Supplied data:
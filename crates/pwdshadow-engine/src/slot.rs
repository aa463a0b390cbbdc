//! Per-attribute request state and the loaders that fill it.
//!
//! A [`Slot`] is bound to one attribute identity and one [`ValueKind`]. It
//! records what the stored record held, what the pending request does to
//! the attribute, and what the engine decided.

use serde::Serialize;

use pwdshadow_core::{AttributeId, CoreError, Entry, ModOp, Modification, ValueKind, convert, registry};

use crate::errors::SlotError;

/// Where a record value comes from.
#[derive(Clone, Copy, Debug, PartialEq, Eq)]
pub enum Origin {
    /// The record as stored before this request.
    Stored,
    /// The record being created; its values count as user additions.
    Incoming,
}

/// Last user-modification event for the attribute in this request.
#[derive(Clone, Copy, Debug, Default, PartialEq, Eq, Serialize)]
#[serde(rename_all = "lowercase")]
pub enum Pending {
    /// Not touched by the request.
    #[default]
    None,
    /// Added or replaced with a value.
    Add,
    /// Deleted, or replaced with no values.
    Delete,
}

/// Engine decision for a derived attribute.
#[derive(Clone, Copy, Debug, Default, PartialEq, Eq, Serialize)]
#[serde(rename_all = "camelCase")]
pub enum Outcome {
    /// Leave the attribute alone.
    #[default]
    Unchanged,
    /// Write `value_after`.
    MustAdd {
        /// The value came from an override attribute.
        overridden: bool,
    },
    /// Remove every value.
    MustDelete,
}

/// Mutable state of one tracked attribute for one request.
#[derive(Clone, Copy, Debug, Default, PartialEq, Eq)]
pub struct Slot {
    identity: Option<AttributeId>,
    kind: Option<ValueKind>,
    existed_before: bool,
    pending: Pending,
    outcome: Outcome,
    value_before: i64,
    value_incoming: i64,
    value_after: i64,
}

impl Slot {
    /// Unbound, zeroed slot.
    pub fn new() -> Self {
        Self::default()
    }

    /// Slot bound to `identity`.
    pub fn bound(identity: AttributeId) -> Self {
        Self {
            identity: Some(identity),
            ..Self::default()
        }
    }

    /// Bound attribute, if any.
    pub fn identity(&self) -> Option<AttributeId> {
        self.identity
    }

    /// Kind fixed by the first write, if any.
    pub fn kind(&self) -> Option<ValueKind> {
        self.kind
    }

    /// The stored record held the attribute.
    pub fn existed_before(&self) -> bool {
        self.existed_before
    }

    /// Last user-modification event.
    pub fn pending(&self) -> Pending {
        self.pending
    }

    /// The request adds (or replaces) the attribute.
    pub fn user_added(&self) -> bool {
        self.pending == Pending::Add
    }

    /// The request deletes the attribute.
    pub fn user_deleted(&self) -> bool {
        self.pending == Pending::Delete
    }

    /// The request touches the attribute at all.
    pub fn user_modified(&self) -> bool {
        self.pending != Pending::None
    }

    /// Engine decision.
    pub fn outcome(&self) -> Outcome {
        self.outcome
    }

    /// The engine decided to write the attribute.
    pub fn must_add(&self) -> bool {
        matches!(self.outcome, Outcome::MustAdd { .. })
    }

    /// The engine decided to remove the attribute.
    pub fn must_delete(&self) -> bool {
        self.outcome == Outcome::MustDelete
    }

    /// The written value came from an override attribute.
    pub fn overridden(&self) -> bool {
        self.outcome == Outcome::MustAdd { overridden: true }
    }

    /// Value held by the stored record.
    pub fn value_before(&self) -> i64 {
        self.value_before
    }

    /// Value supplied by the request.
    pub fn value_incoming(&self) -> i64 {
        self.value_incoming
    }

    /// Value after the request.
    pub fn value_after(&self) -> i64 {
        self.value_after
    }

    /// Whether the attribute holds a value once the request is applied.
    pub fn will_exist(&self) -> bool {
        if self.must_delete() || self.user_deleted() {
            return false;
        }
        self.existed_before || self.user_added() || self.must_add()
    }

    pub(crate) fn set_outcome(&mut self, outcome: Outcome) {
        self.outcome = outcome;
    }

    pub(crate) fn set_value_after(&mut self, value: i64) {
        self.value_after = value;
    }

    /// Load the first value of `attribute` from `record`.
    ///
    /// Returns `Ok(false)` when the record does not hold the attribute; the
    /// slot is left untouched in that case and on every error.
    pub fn load_from_record(
        &mut self,
        record: &Entry,
        attribute: AttributeId,
        kind: ValueKind,
        origin: Origin,
    ) -> Result<bool, SlotError> {
        self.check_binding(attribute, kind)?;
        let Some(raw) = record.first_value(attribute) else {
            return Ok(false);
        };
        let value = convert_value(attribute, kind, raw)?;
        self.bind(attribute, kind);
        match origin {
            Origin::Stored => {
                self.value_before = value;
                self.value_after = value;
                self.existed_before = true;
            }
            Origin::Incoming => self.record_add(value),
        }
        Ok(true)
    }

    /// Load one element of the pending modification list.
    ///
    /// Replace with no values counts as a delete, replace with values as an
    /// add. A later call supersedes the pending event of an earlier one.
    pub fn load_from_modification(
        &mut self,
        modification: &Modification,
        kind: ValueKind,
    ) -> Result<(), SlotError> {
        let attribute = modification.attribute;
        self.check_binding(attribute, kind)?;

        let adding = match modification.op {
            ModOp::Add => true,
            ModOp::Delete => false,
            ModOp::Replace => !modification.values.is_empty(),
            ModOp::Increment => {
                return Err(SlotError::UnsupportedOperation {
                    op: modification.op,
                    attribute,
                });
            }
        };

        if adding {
            let raw = modification
                .first_value()
                .ok_or(SlotError::MissingValue { attribute })?;
            let value = convert_value(attribute, kind, raw)?;
            self.bind(attribute, kind);
            self.record_add(value);
        } else {
            self.bind(attribute, kind);
            self.pending = Pending::Delete;
            self.value_incoming = 0;
            self.value_after = 0;
        }
        Ok(())
    }

    fn record_add(&mut self, value: i64) {
        self.pending = Pending::Add;
        self.value_incoming = value;
        self.value_after = value;
    }

    fn check_binding(&self, attribute: AttributeId, kind: ValueKind) -> Result<(), SlotError> {
        if let Some(bound) = self.identity {
            if bound != attribute {
                return Err(SlotError::IdentityMismatch {
                    bound,
                    requested: attribute,
                });
            }
        }
        if let Some(bound) = self.kind {
            if bound != kind {
                return Err(SlotError::KindMismatch {
                    attribute,
                    bound,
                    requested: kind,
                });
            }
        }
        Ok(())
    }

    fn bind(&mut self, attribute: AttributeId, kind: ValueKind) {
        self.identity = Some(attribute);
        self.kind = Some(kind);
    }
}

fn convert_value(attribute: AttributeId, kind: ValueKind, raw: &str) -> Result<i64, SlotError> {
    let at = registry()
        .get(attribute)
        .ok_or_else(|| CoreError::UnknownAttribute(attribute.to_string()))?;
    Ok(convert(at, kind, raw)?)
}

// ─────────────────────────────────────────────────────────────────────────────
// Tests
// ─────────────────────────────────────────────────────────────────────────────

What the task asks:
Above are the records; print exactly the lines from the line with "attribute at all." to the line with "written value came from an override attribute.", including both, and nothing else.

Problem solution:
    /// The request touches the attribute at all.
    pub fn user_modified(&self) -> bool {
        self.pending != Pending::None
    }

    /// Engine decision.
    pub fn outcome(&self) -> Outcome {
        self.outcome
    }

    /// The engine decided to write the attribute.
    pub fn must_add(&self) -> bool {
        matches!(self.outcome, Outcome::MustAdd { .. })
    }

    /// The engine decided to remove the attribute.
    pub fn must_delete(&self) -> bool {
        self.outcome == Outcome::MustDelete
    }

    /// The written value came from an override attribute.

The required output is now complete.